Exercise objective - Your task is to copy the stretch of lines in the records below that begins with the line containing "the Postgres backend." and ends with the line containing "let orders = orders", exactly as written, with nothing added.

Dataset records -
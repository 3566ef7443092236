//! Database pool initialization and schema migrations

pub mod init;
pub mod migrations;

pub use init::*;
pub use migrations::*;
// ============================================================================
// Order Errors
// ============================================================================
//
// DecodeError: the payload is not a well-formed order document.
// ValidationError: the document decoded, but breaks an acceptance rule.
//
// Neither is fatal to the ingestion pipeline.
//
// ============================================================================

#[derive(Debug, Clone, PartialEq, Eq, thiserror::Error)]
pub enum ValidationError {
    #[error("order_uid is required")]
    MissingOrderUid,

    #[error("track_number is required")]
    MissingTrackNumber,

    #[error("delivery.name is required")]
    MissingDeliveryName,

    #[error("items cannot be empty")]
    EmptyItems,
}

impl ValidationError {
    /// Wire name of the field that failed validation
    pub fn field(&self) -> &'static str {
        match self {
            ValidationError::MissingOrderUid => "order_uid",
            ValidationError::MissingTrackNumber => "track_number",
            ValidationError::MissingDeliveryName => "delivery.name",
            ValidationError::EmptyItems => "items",
        }
    }
}

#[derive(Debug, thiserror::Error)]
#[error("malformed order payload at line {line}, column {column}: {source}")]
pub struct DecodeError {
    pub line: usize,
    pub column: usize,
    #[source]
    pub source: serde_json::Error,
}

impl From<serde_json::Error> for DecodeError {
    fn from(source: serde_json::Error) -> Self {
        Self {
            line: source.line(),
            column: source.column(),
            source,
        }
    }
}
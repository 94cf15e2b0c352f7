use std::collections::BTreeMap;

use async_trait::async_trait;
use parking_lot::Mutex;

use super::{OrderStore, StoreError};
use crate::domain::order::Order;

/// Process-local store with the same contract as the Postgres backend.
/// Inserting an existing order_uid fails with `StoreError::Duplicate`.
#[derive(Default)]
pub struct InMemoryOrderStore {
    orders: Mutex<BTreeMap<String, Order>>,
}

impl InMemoryOrderStore {
    pub fn new() -> Self {
        Self::default()
    }

    pub fn with_orders(orders: impl IntoIterator<Item = Order>) -> Self {
        let orders = orders
            .into_iter()
            .map(|order| (order.order_uid.clone(), order))
            .collect();
        Self { orders: Mutex::new(orders) }
    }

    pub fn len(&self) -> usize {
        self.orders.lock().len()
    }

    pub fn is_empty(&self) -> bool {
        self.orders.lock().is_empty()
    }
}

#[async_trait]
impl OrderStore for InMemoryOrderStore {
    async fn create_order(&self, order: &Order) -> Result<(), StoreError> {
        let mut orders = self.orders.lock();
        if orders.contains_key(&order.order_uid) {
            return Err(StoreError::Duplicate(order.order_uid.clone()));
        }
        orders.insert(order.order_uid.clone(), order.clone());
        Ok(())
    }

    async fn get_order_by_uid(&self, order_uid: &str) -> Result<Order, StoreError> {
        self.orders
            .lock()
            .get(order_uid)
            .cloned()
            .ok_or_else(|| StoreError::NotFound(order_uid.to_string()))
    }

    async fn get_all_orders(&self) -> Result<Vec<Order>, StoreError> {
        Ok(self.orders.lock().values().cloned().collect())
    }
}
use std::sync::Arc;
use std::time::{Duration, Instant};

use crate::cache::OrderCache;
use crate::domain::order::{self, DecodeError, Order, ValidationError};
use crate::metrics::Metrics;
use crate::store::{OrderStore, StoreError};
use crate::utils::{retry_on_transient, RetryConfig};

// ============================================================================
// Ingestion Pipeline
// ============================================================================
//
// Per message:  Received → Decoded → Validated → Persisted → Cached
//
// Any failing step is terminal for that message: it is logged and dropped.
// The cache is written only after the store committed the aggregate, so the
// cache never holds an order the store does not.
//
// Store calls run under a deadline and outside any cache lock.
//
// ============================================================================

#[derive(Debug, thiserror::Error)]
pub enum IngestError {
    #[error("decode failed: {0}")]
    Decode(#[from] DecodeError),

    #[error("validation failed: {0}")]
    Validation(#[from] ValidationError),

    #[error("persist failed for {order_uid}: {source}")]
    Store {
        order_uid: String,
        #[source]
        source: StoreError,
    },
}

/// Terminal state of one message
#[derive(Debug, Clone, Copy, PartialEq, Eq)]
pub enum IngestOutcome {
    Cached,
    Malformed,
    Invalid,
    StoreFailed,
}

impl IngestOutcome {
    pub fn as_str(&self) -> &'static str {
        match self {
            IngestOutcome::Cached => "cached",
            IngestOutcome::Malformed => "malformed",
            IngestOutcome::Invalid => "invalid",
            IngestOutcome::StoreFailed => "store_failed",
        }
    }
}

#[derive(Clone, Debug)]
pub struct PipelineSettings {
    /// Deadline for each store call
    pub store_timeout: Duration,
    /// Retries for transient store failures; defaults to none
    pub retry: RetryConfig,
}

impl Default for PipelineSettings {
    fn default() -> Self {
        Self {
            store_timeout: Duration::from_secs(5),
            retry: RetryConfig::no_retry(),
        }
    }
}

#[derive(Clone)]
pub struct IngestPipeline {
    store: Arc<dyn OrderStore>,
    cache: Arc<OrderCache>,
    settings: PipelineSettings,
    metrics: Option<Arc<Metrics>>,
}

impl IngestPipeline {
    pub fn new(
        store: Arc<dyn OrderStore>,
        cache: Arc<OrderCache>,
        settings: PipelineSettings,
    ) -> Self {
        Self {
            store,
            cache,
            settings,
            metrics: None,
        }
    }

    pub fn with_metrics(mut self, metrics: Arc<Metrics>) -> Self {
        self.metrics = Some(metrics);
        self
    }

    pub fn cache(&self) -> &Arc<OrderCache> {
        &self.cache
    }

    /// Run one message through the pipeline, log the outcome, never fail.
    pub async fn handle(&self, raw: &[u8]) -> IngestOutcome {
        let started = Instant::now();

        let outcome = match self.ingest(raw).await {
            Ok(order_uid) => {
                tracing::info!(order_uid = %order_uid, "✅ Order processed successfully");
                IngestOutcome::Cached
            }
            Err(IngestError::Decode(e)) => {
                tracing::warn!(error = %e, payload_bytes = raw.len(), "Invalid JSON received, message dropped");
                IngestOutcome::Malformed
            }
            Err(IngestError::Validation(e)) => {
                tracing::warn!(field = e.field(), error = %e, "Invalid order data, message dropped");
                IngestOutcome::Invalid
            }
            Err(IngestError::Store { order_uid, source }) => {
                tracing::error!(
                    order_uid = %order_uid,
                    error = %source,
                    "❌ Failed to save order, message dropped and not cached"
                );
                IngestOutcome::StoreFailed
            }
        };

        if let Some(metrics) = &self.metrics {
            metrics.record_ingest(outcome.as_str(), started.elapsed().as_secs_f64());
            metrics.set_cache_size(self.cache.size());
        }

        outcome
    }

    /// Decode → validate → persist → cache. Returns the cached order_uid.
    pub async fn ingest(&self, raw: &[u8]) -> Result<String, IngestError> {
        let order = order::decode(raw)?;
        order.validate()?;

        self.persist(&order).await.map_err(|source| IngestError::Store {
            order_uid: order.order_uid.clone(),
            source,
        })?;

        let order_uid = order.order_uid.clone();
        self.cache.set(order);
        Ok(order_uid)
    }

    async fn persist(&self, order: &Order) -> Result<(), StoreError> {
        let timeout = self.settings.store_timeout;

        retry_on_transient(&self.settings.retry, |attempt| {
            if attempt > 1 {
                if let Some(metrics) = &self.metrics {
                    metrics.record_store_retry();
                }
            }
            async move {
                match tokio::time::timeout(timeout, self.store.create_order(order)).await {
                    Ok(result) => result,
                    Err(_) => Err(StoreError::Timeout(timeout)),
                }
            }
        })
        .await
        .into_result()
    }
}

// ============================================================================
// Unit Tests
// ============================================================================

#[cfg(test)]
mod tests {
    use super::*;
    use crate::store::{InMemoryOrderStore, MockOrderStore};
    use async_trait::async_trait;
    use std::sync::atomic::{AtomicU32, Ordering};

    const X1: &[u8] =
        br#"{"order_uid":"X1","track_number":"T1","delivery":{"name":"A"},"items":[{"name":"i1"}]}"#;

    fn pipeline_with(store: Arc<dyn OrderStore>) -> IngestPipeline {
        IngestPipeline::new(store, Arc::new(OrderCache::new()), PipelineSettings::default())
    }

    fn payload(uid: &str, track: &str) -> Vec<u8> {
        serde_json::json!({
            "order_uid": uid,
            "track_number": track,
            "delivery": {"name": "A"},
            "items": [{"name": "i1"}]
        })
        .to_string()
        .into_bytes()
    }

    #[tokio::test]
    async fn test_valid_message_is_persisted_and_cached() {
        let store = Arc::new(InMemoryOrderStore::new());
        let pipeline = pipeline_with(store.clone());

        assert_eq!(pipeline.handle(X1).await, IngestOutcome::Cached);

        assert_eq!(pipeline.cache().size(), 1);
        let cached = pipeline.cache().get("X1").unwrap();
        assert_eq!(*cached, order::decode(X1).unwrap());
        assert_eq!(store.get_order_by_uid("X1").await.unwrap(), *cached);
    }

    #[tokio::test]
    async fn test_null_optional_fields_are_ingested() {
        let store = Arc::new(InMemoryOrderStore::new());
        let pipeline = pipeline_with(store.clone());
        let raw = br#"{"order_uid":"X1","track_number":"T1","delivery":{"name":"A","email":null},"items":[{"name":"i1"}],"internal_signature":null}"#;

        assert_eq!(pipeline.handle(raw).await, IngestOutcome::Cached);
        assert_eq!(pipeline.cache().size(), 1);
        assert!(pipeline.cache().get("X1").unwrap().internal_signature.is_empty());
    }

    #[tokio::test]
    async fn test_empty_uid_is_dropped_without_store_call() {
        let mut store = MockOrderStore::new();
        store.expect_create_order().never();
        let pipeline = pipeline_with(Arc::new(store));

        let raw = payload("", "T1");
        assert_eq!(pipeline.handle(&raw).await, IngestOutcome::Invalid);
        assert_eq!(pipeline.cache().size(), 0);
    }

    #[tokio::test]
    async fn test_malformed_json_is_dropped_without_store_call() {
        let mut store = MockOrderStore::new();
        store.expect_create_order().never();
        let pipeline = pipeline_with(Arc::new(store));

        assert_eq!(pipeline.handle(b"not json").await, IngestOutcome::Malformed);
        assert!(matches!(pipeline.ingest(b"{").await, Err(IngestError::Decode(_))));
        assert_eq!(pipeline.cache().size(), 0);
    }

    #[tokio::test]
    async fn test_store_failure_leaves_cache_untouched() {
        let mut store = MockOrderStore::new();
        store
            .expect_create_order()
            .times(1)
            .returning(|order| Err(StoreError::Rejected(order.order_uid.clone())));
        let pipeline = pipeline_with(Arc::new(store));

        let err = pipeline.ingest(X1).await.unwrap_err();
        assert!(matches!(err, IngestError::Store { ref order_uid, .. } if order_uid == "X1"));
        assert!(pipeline.cache().get("X1").is_none());
    }

    #[tokio::test]
    async fn test_duplicate_resend_keeps_committed_version_cached() {
        let store = Arc::new(InMemoryOrderStore::new());
        let pipeline = pipeline_with(store);

        assert_eq!(pipeline.handle(&payload("X1", "first")).await, IngestOutcome::Cached);
        assert_eq!(pipeline.handle(&payload("X1", "second")).await, IngestOutcome::StoreFailed);

        assert_eq!(pipeline.cache().get("X1").unwrap().track_number, "first");
    }

    #[tokio::test]
    async fn test_store_call_is_bounded_by_deadline() {
        struct StalledStore;

        #[async_trait]
        impl OrderStore for StalledStore {
            async fn create_order(&self, _order: &Order) -> Result<(), StoreError> {
                tokio::time::sleep(Duration::from_secs(60)).await;
                Ok(())
            }
            async fn get_order_by_uid(&self, uid: &str) -> Result<Order, StoreError> {
                Err(StoreError::NotFound(uid.to_string()))
            }
            async fn get_all_orders(&self) -> Result<Vec<Order>, StoreError> {
                Ok(vec![])
            }
        }

        let settings = PipelineSettings {
            store_timeout: Duration::from_millis(20),
            ..Default::default()
        };
        let pipeline = IngestPipeline::new(Arc::new(StalledStore), Arc::new(OrderCache::new()), settings);

        let err = pipeline.ingest(X1).await.unwrap_err();
        assert!(matches!(err, IngestError::Store { source: StoreError::Timeout(_), .. }));
        assert_eq!(pipeline.cache().size(), 0);
    }

    #[tokio::test]
    async fn test_transient_store_failure_is_retried_when_configured() {
        let calls = Arc::new(AtomicU32::new(0));
        let mut store = MockOrderStore::new();
        {
            let calls = calls.clone();
            store.expect_create_order().times(2).returning(move |_| {
                if calls.fetch_add(1, Ordering::SeqCst) == 0 {
                    Err(StoreError::Unavailable("connection reset".to_string()))
                } else {
                    Ok(())
                }
            });
        }

        let settings = PipelineSettings {
            retry: RetryConfig {
                initial_delay: Duration::from_millis(1),
                ..RetryConfig::with_max_attempts(3)
            },
            ..Default::default()
        };
        let metrics = Arc::new(Metrics::new().unwrap());
        let pipeline = IngestPipeline::new(Arc::new(store), Arc::new(OrderCache::new()), settings)
            .with_metrics(metrics.clone());

        assert_eq!(pipeline.handle(X1).await, IngestOutcome::Cached);
        assert_eq!(calls.load(Ordering::SeqCst), 2);
        assert_eq!(metrics.store_retry_attempts.get(), 1);
        assert_eq!(metrics.cache_orders.get(), 1);
    }

    #[tokio::test]
    async fn test_transient_failure_not_retried_by_default() {
        let mut store = MockOrderStore::new();
        store
            .expect_create_order()
            .times(1)
            .returning(|_| Err(StoreError::Unavailable("down".to_string())));
        let pipeline = pipeline_with(Arc::new(store));

        assert_eq!(pipeline.handle(X1).await, IngestOutcome::StoreFailed);
    }

    #[tokio::test]
    async fn test_concurrent_ingest_of_distinct_orders() {
        let store = Arc::new(InMemoryOrderStore::new());
        let pipeline = pipeline_with(store.clone());

        let tasks: Vec<_> = (0..50)
            .map(|i| {
                let pipeline = pipeline.clone();
                tokio::spawn(async move { pipeline.handle(&payload(&format!("uid-{i}"), "T")).await })
            })
            .collect();

        for task in futures_util::future::join_all(tasks).await {
            assert_eq!(task.unwrap(), IngestOutcome::Cached);
        }

        assert_eq!(pipeline.cache().size(), 50);
        assert_eq!(store.len(), 50);
    }

    #[tokio::test]
    async fn test_metrics_record_outcomes() {
        let metrics = Arc::new(Metrics::new().unwrap());
        let pipeline = pipeline_with(Arc::new(InMemoryOrderStore::new())).with_metrics(metrics.clone());

        pipeline.handle(X1).await;
        pipeline.handle(b"{ broken").await;
        pipeline.handle(&payload("X2", "")).await;

        let counter = |outcome: &str| metrics.ingest_messages.with_label_values(&[outcome]).get();
        assert_eq!(counter("cached"), 1);
        assert_eq!(counter("malformed"), 1);
        assert_eq!(counter("invalid"), 1);
        assert_eq!(counter("store_failed"), 0);
    }
}
pub mod retry;

pub use retry::{retry_on_transient, IsTransient, RetryConfig, RetryResult};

Expected answer -
/// Process-local store with the same contract as the Postgres backend.
/// Inserting an existing order_uid fails with `StoreError::Duplicate`.
#[derive(Default)]
pub struct InMemoryOrderStore {
    orders: Mutex<BTreeMap<String, Order>>,
}

impl InMemoryOrderStore {
    pub fn new() -> Self {
        Self::default()
    }

    pub fn with_orders(orders: impl IntoIterator<Item = Order>) -> Self {
        let orders = orders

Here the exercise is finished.